Em 14 de Maio de 1945, a Segunda Guerra Mundial terminara na Europa, preparando-se a Grã-Bretanha do trabalhista Clement Attlee e os EUA do republicano Harry Truman para apoiar o «Estado Novo», oferecendo assim os seus préstimos para a sobrevivência da ditadura. Salazar decretara, no entanto, pouco tempo antes, «luto oficial» de três dias pela morte de Hitler, enquanto a Oposição ao regime manifestara, um pouco por todo o lado, o seu regozijo pela vitória dos Aliados e exigira liberdade política e sindical, democracia, eleições livres, o fim da censura, a libertação dos prisioneiros políticos e o encerramento do campo de concentração do Tarrafal. Em vão.

Neste contexto se escutaria Óscar Lopes quando falava «de nós e da nossa época». As «contradições» da Oposição Democrática, entre teoria e prática, pareciam evidentes – tal como, no século XIX, as de Oliveira Martins. Este desiludira-se «da propaganda socialista revolucionária, porque tinha consciência das condições técnicas de1875, e sobretudo num país sem grandes diferenciações sociais, porque se não industrializara»; como se desiludira «da federação ibérica republicana, porque a monarquia estabeleceu-se em Espanha em 74, e não se podia conceber no seu tempo a planificação económica com salvaguarda da autonomia política e cultural».

Diz Óscar Lopes: «Portugal não soubera ser capitalista; talvez soubesse ser socialista, pensava Oliveira Martins. Adaptando-se às condições concretas, fez-se socialista de Estado ou oportunista. Apoiou-se nos industriais do Porto; aderiu ao Partido Progressista, constituindo um grupo especial designado por ‘Vida Nova’. Na intriga política é batido por outros do partido arrimados em altos interesses bancários, ferroviários e moageiros.» Aproxima-se, depois, com um grupo de intelectuais e nobres, do futuro rei D. Carlos. Aceita ser ministro da Fazenda. Mas cai em 1892. Quinze anos volvidos, o então monarca comprometia-se numa ditadura sem filosofia progressiva, sem doutrina definida, apenas autoritária – a de João Franco.

Oliveira Martins «reage contra os princípios sagrados que tinham presidido à revolução burguesa; a Razão, a Liberdade, a Igualdade, a Propriedade não são para ele imperativos soberanos e só valem integradas logicamente dentro de certas antinomias ou contradições que se devem respeitar com fundamentos na moral e no direito público». Pretende que se crie uma nova definição da propriedade, entendendo dever subtrair-se desde logo, do domínio particular para o domínio público, a instrução, a higiene, a viação, o crédito, além da polícia e da assistência. Quer, por outro lado, que a propriedade industrial se torne cooperativa e que a propriedade agrícola seja cooperativa ou pessoal, consoante as necessidades das áreas cultivadas.

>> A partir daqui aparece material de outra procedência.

use std::collections::{HashMap, VecDeque};
use std::sync::Arc;

use anyhow::{Context, Result};
use parking_lot::RwLock;
use serde::{Deserialize, Serialize};
use tracing::debug;

// ---------------------------------------------------------------------------
// Data types
// ---------------------------------------------------------------------------

/// A single OHLCV candle from the Binance kline stream.
#[derive(Debug, Clone, Serialize, Deserialize)]
pub struct Candle {
    pub open_time: i64,
    pub close_time: i64,
    pub open: f64,
    pub high: f64,
    pub low: f64,
    pub close: f64,
    pub volume: f64,
    pub quote_volume: f64,
    pub trades_count: u64,
    pub taker_buy_volume: f64,
    pub taker_buy_quote_volume: f64,
    pub is_closed: bool,
}

/// Composite key that identifies a unique candle series.
#[derive(Debug, Clone, Hash, Eq, PartialEq, Serialize, Deserialize)]
pub struct CandleKey {
    pub symbol: String,
    pub interval: String,
}

impl std::fmt::Display for CandleKey {
    fn fmt(&self, f: &mut std::fmt::Formatter<'_>) -> std::fmt::Result {
        write!(f, "{}@{}", self.symbol, self.interval)
    }
}

// ---------------------------------------------------------------------------
// CandleBuffer -- thread-safe ring buffer per (symbol, interval)
// ---------------------------------------------------------------------------

/// Thread-safe ring-buffer that stores the most recent candles per
/// `(symbol, interval)` pair.  The live (unclosed) candle is continuously
/// updated in-place; when a candle closes it becomes permanent and the ring is
/// trimmed to `max_candles`.
pub struct CandleBuffer {
    buffers: RwLock<HashMap<CandleKey, VecDeque<Candle>>>,
    max_candles: usize,
}

impl CandleBuffer {
    /// Create a new buffer that retains at most `max_candles` closed candles per
    /// key, plus one in-progress candle.
    pub fn new(max_candles: usize) -> Self {
        Self {
            buffers: RwLock::new(HashMap::new()),
            max_candles,
        }
    }

    /// Insert or replace the latest candle for the given key.
    ///
    /// * If the incoming candle is closed (`is_closed == true`) it is appended
    ///   and the ring is trimmed to `max_candles`.
    /// * If the incoming candle is still open it replaces the last element when
    ///   that element is also an open candle with the same `open_time`
    ///   (in-progress update), otherwise it is simply appended.
    pub fn update(&self, key: CandleKey, candle: Candle) {
        let mut map = self.buffers.write();
        let ring = map
            .entry(key)
            .or_insert_with(|| VecDeque::with_capacity(self.max_candles + 1));

        // Reject anything strictly older than the newest closed candle we've
        // already recorded -- a reconnect can replay a bar we've seen before.
        if let Some(last_closed) = ring.iter().rev().find(|c| c.is_closed) {
            if candle.open_time < last_closed.open_time {
                debug!(open_time = candle.open_time, "dropping late candle");
                return;
            }
        }

        if candle.is_closed {
            // If the last entry was the in-progress version of this same
            // candle, replace it with the finalized version.
            if let Some(last) = ring.back() {
                if !last.is_closed && last.open_time == candle.open_time {
                    ring.pop_back();
                }
            }
            ring.push_back(candle);
            // Trim oldest to stay within budget.
            while ring.len() > self.max_candles {
                ring.pop_front();
            }
        } else {
            // In-progress candle -- replace existing in-progress or append.
            if let Some(last) = ring.back() {
                if !last.is_closed && last.open_time == candle.open_time {
                    ring.pop_back();
                }
            }
            ring.push_back(candle);
        }
    }

    /// Return the most recent `count` **closed** candles (oldest-first order).
    pub fn get_closed(&self, key: &CandleKey, count: usize) -> Vec<Candle> {
        let map = self.buffers.read();
        match map.get(key) {
            Some(ring) => {
                let closed: Vec<&Candle> = ring.iter().filter(|c| c.is_closed).collect();
                let start = closed.len().saturating_sub(count);
                closed[start..].iter().map(|c| (*c).clone()).collect()
            }
            None => Vec::new(),
        }
    }

    /// Return the most recent `count` close prices from closed candles
    /// (oldest-first order).
    pub fn get_closes(&self, key: &CandleKey, count: usize) -> Vec<f64> {
        self.get_closed(key, count)
            .iter()
            .map(|c| c.close)
            .collect()
    }

    /// Alias for [`get_closed`] — used by strategy.rs and main.rs.
    pub fn get_closed_candles(&self, key: &CandleKey, count: usize) -> Vec<Candle> {
        self.get_closed(key, count)
    }

    /// Return the close price of the most recent closed candle, if any.
    pub fn last_close(&self, key: &CandleKey) -> Option<f64> {
        let map = self.buffers.read();
        map.get(key)
            .and_then(|ring| ring.iter().rev().find(|c| c.is_closed).map(|c| c.close))
    }

    /// Total number of candles (including any in-progress candle) stored for a
    /// key.
    pub fn count(&self, key: &CandleKey) -> usize {
        let map = self.buffers.read();
        map.get(key).map_or(0, VecDeque::len)
    }
}

// ---------------------------------------------------------------------------
// Kline message parsing (combined-stream envelope)
// ---------------------------------------------------------------------------

/// Build the Binance combined-stream URL for all (symbol, interval) pairs.
#[cfg(test)]
fn build_kline_url(symbols: &[String], intervals: &[String]) -> String {
    let mut streams: Vec<String> = Vec::new();
    for sym in symbols {
        let lower = sym.to_lowercase();
        for iv in intervals {
            streams.push(format!("{lower}@kline_{iv}"));
        }
    }
    format!(
        "wss://fstream.binance.com/stream?streams={}",
        streams.join("/")
    )
}

/// Parse a single kline message from the Binance combined-stream JSON envelope.
///
/// Expected shape:
/// ```json
/// { "stream": "btcusdt@kline_1m", "data": { "s": "BTCUSDT", "k": { ... } } }
/// ```
#[cfg(test)]
fn parse_kline_message(text: &str) -> Result<(CandleKey, Candle)> {
    let root: serde_json::Value =
        serde_json::from_str(text).context("failed to parse kline JSON")?;

    let data = &root["data"];

    let symbol = data["s"]
        .as_str()
        .context("missing field data.s")?
        .to_uppercase();

    let k = &data["k"];

    let interval = k["i"]
        .as_str()
        .context("missing field k.i")?
        .to_string();

    let open_time = k["t"].as_i64().context("missing field k.t")?;
    let close_time = k["T"].as_i64().context("missing field k.T")?;

    let open = parse_string_f64(&k["o"], "k.o")?;
    let high = parse_string_f64(&k["h"], "k.h")?;
    let low = parse_string_f64(&k["l"], "k.l")?;
    let close = parse_string_f64(&k["c"], "k.c")?;
    let volume = parse_string_f64(&k["v"], "k.v")?;
    let quote_volume = parse_string_f64(&k["q"], "k.q")?;
    let taker_buy_volume = parse_string_f64(&k["V"], "k.V")?;
    let taker_buy_quote_volume = parse_string_f64(&k["Q"], "k.Q")?;

    let trades_count = k["n"].as_u64().context("missing field k.n")?;
    let is_closed = k["x"].as_bool().context("missing field k.x")?;

    let key = CandleKey { symbol, interval };
    let candle = Candle {
        open_time,
        close_time,
        open,
        high,
        low,
        close,
        volume,
        quote_volume,
        trades_count,
        taker_buy_volume,
        taker_buy_quote_volume,
        is_closed,
    };

    Ok((key, candle))
}

/// Helper: Binance sends numeric values as JSON strings inside kline objects.
fn parse_string_f64(val: &serde_json::Value, name: &str) -> Result<f64> {
    match val {
        serde_json::Value::String(s) => s
            .parse::<f64>()
            .with_context(|| format!("failed to parse {name} as f64: {s}")),
        serde_json::Value::Number(n) => n
            .as_f64()
            .with_context(|| format!("field {name} is not a valid f64")),
        _ => anyhow::bail!("field {name} has unexpected JSON type"),
    }
}

// ---------------------------------------------------------------------------
// Tests
// ---------------------------------------------------------------------------

#[cfg(test)]
mod tests {
    use super::*;

    fn sample_candle(open_time: i64, close: f64, is_closed: bool) -> Candle {
        Candle {
            open_time,
            close_time: open_time + 59_999,
            open: close,
            high: close + 1.0,
            low: close - 1.0,
            close,
            volume: 100.0,
            quote_volume: 200.0,
            trades_count: 50,
            taker_buy_volume: 60.0,
            taker_buy_quote_volume: 120.0,
            is_closed,
        }
    }

    fn make_key(sym: &str, iv: &str) -> CandleKey {
        CandleKey {
            symbol: sym.into(),
            interval: iv.into(),
        }
    }

    #[test]
    fn ring_buffer_trimming() {
        let buf = CandleBuffer::new(3);
        let key = make_key("BTCUSDT", "1m");

        for i in 0..5 {
            buf.update(
                key.clone(),
                sample_candle(i * 60_000, 100.0 + i as f64, true),
            );
        }

        assert_eq!(buf.count(&key), 3);
        let closes = buf.get_closes(&key, 10);
        assert_eq!(closes, vec![102.0, 103.0, 104.0]);
    }

    #[test]
    fn in_progress_replacement() {
        let buf = CandleBuffer::new(10);
        let key = make_key("ETHUSDT", "5m");

        buf.update(key.clone(), sample_candle(0, 50.0, false));
        assert_eq!(buf.count(&key), 1);

        // Same open_time, still open -- should replace.
        buf.update(key.clone(), sample_candle(0, 51.0, false));
        assert_eq!(buf.count(&key), 1);

        // Close it.
        buf.update(key.clone(), sample_candle(0, 52.0, true));
        assert_eq!(buf.count(&key), 1);
        assert_eq!(buf.last_close(&key), Some(52.0));
    }

    #[test]
    fn get_closed_filters_out_in_progress() {
        let buf = CandleBuffer::new(10);
        let key = make_key("BTCUSDT", "1m");

        buf.update(key.clone(), sample_candle(0, 100.0, true));
        buf.update(key.clone(), sample_candle(60_000, 101.0, true));
        buf.update(key.clone(), sample_candle(120_000, 102.0, false)); // in progress

        let closed = buf.get_closed(&key, 10);
        assert_eq!(closed.len(), 2);
    }

    #[test]
    fn last_close_empty_returns_none() {
        let buf = CandleBuffer::new(10);
        let key = make_key("XYZUSDT", "1h");
        assert_eq!(buf.last_close(&key), None);
    }

    #[test]
    fn build_url_contains_streams() {
        let url = build_kline_url(
            &["BTCUSDT".to_string()],
            &["1m".to_string(), "5m".to_string()],
        );
        assert!(url.contains("btcusdt@kline_1m"));
        assert!(url.contains("btcusdt@kline_5m"));
        assert!(url.starts_with("wss://fstream.binance.com/stream?streams="));
    }

    #[test]
    fn parse_kline_message_ok() {
        let json = r#"{
            "stream": "btcusdt@kline_1m",
            "data": {
                "e": "kline",
                "s": "BTCUSDT",
                "k": {
                    "t": 1700000000000,
                    "T": 1700000059999,
                    "i": "1m",
                    "o": "37000.00",
                    "h": "37050.00",
                    "l": "36990.00",
                    "c": "37020.00",
                    "v": "123.456",
                    "q": "4567890.12",
                    "n": 1500,
                    "V": "60.123",
                    "Q": "2224455.66",
                    "x": false
                }
            }
        }"#;
        let (key, candle) = parse_kline_message(json).expect("should parse");
        assert_eq!(key.symbol, "BTCUSDT");
        assert_eq!(key.interval, "1m");
        assert!((candle.close - 37020.0).abs() < f64::EPSILON);
        assert!(!candle.is_closed);
    }
}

Por isso, dizia em 1945 Óscar Lopes – e talvez o possa repetir em 2010 – as concepções do economista Oliveira Martins «são cheias de interesse ainda hoje», enumerando-as: «o imposto progressivo e quanto possível directo, a nacionalização das vias-férreas e dos monopólios, a colonização preferentemente interna, o proteccionismo razoável, o apoio estatal às cooperativas de consumo, o código de trabalho e instituições preventivas de toda a inabilidade, a arborização intensiva do território, o restauro da marinha mercante, o desenvolvimento da instrução profissional.»

Mas o conferencista não se ficava por cautelosas entrelinhas nas suas referências ao contexto político vivido em1945. Avisava, então: «O racismo ariano e o racismo ibérico, a apologia da escravocracia peninsular e dum regime colonial de servidão em Angola são as contradições morais mais flagrantes que coexistem, por compromisso infeliz, com a moral estóica, plutarquiana, kantiana, herculaniana, de Oliveira Martins.»

António Sérgio chegou a afirmar que o «socialismo catedrático» de Oliveira Martins é «decepcionante e frágil, e adaptado a ser arma de um capitalismo cauto, paternalista e hipócrita – na aparência progressista, mas no essencial estático». Quanto a Vasco de Magalhães-Vilhena, foi ainda menos flexível: «Confessamos não perceber como é que um homem com a lucidez excepcional de António Sérgio pôde tomar a sério esse monumento de mentalidade teofilesca que constituem os dois tomos de Oliveira Martins, ‘Teoria do Socialismo’ e ‘Portugal e o Socialismo’.» Preferimos imitar Óscar Lopes quando se abstém de juízos de valor. Situemos o político na circunstância que em parte o condicionou, seguindo a lição de Joel Serrão: «Um dos fios essenciais da obra martiniana escapar-nos-á, irremediavelmente, se não explicitarmos assaz que a aposta socialista foi decisão irreversível no pensamento de Oliveira Martins. Embebido de Proudhon – tal como Antero – o ‘socialismo de cátedra’ que, na senda de Bernstein e Laveleye, adoptou mais tarde (…) nem está em desacordo com os ditames proudhonianos nem com o socialismo viável, após o desastre da Comuna de Paris (1871), na Europa burguesa e expansionista do último quartel do século» XIX. O que hoje parecerá «reaccionário» poderá ter assumido carácter bem «progressista» nos tempos da «Geração de 70»…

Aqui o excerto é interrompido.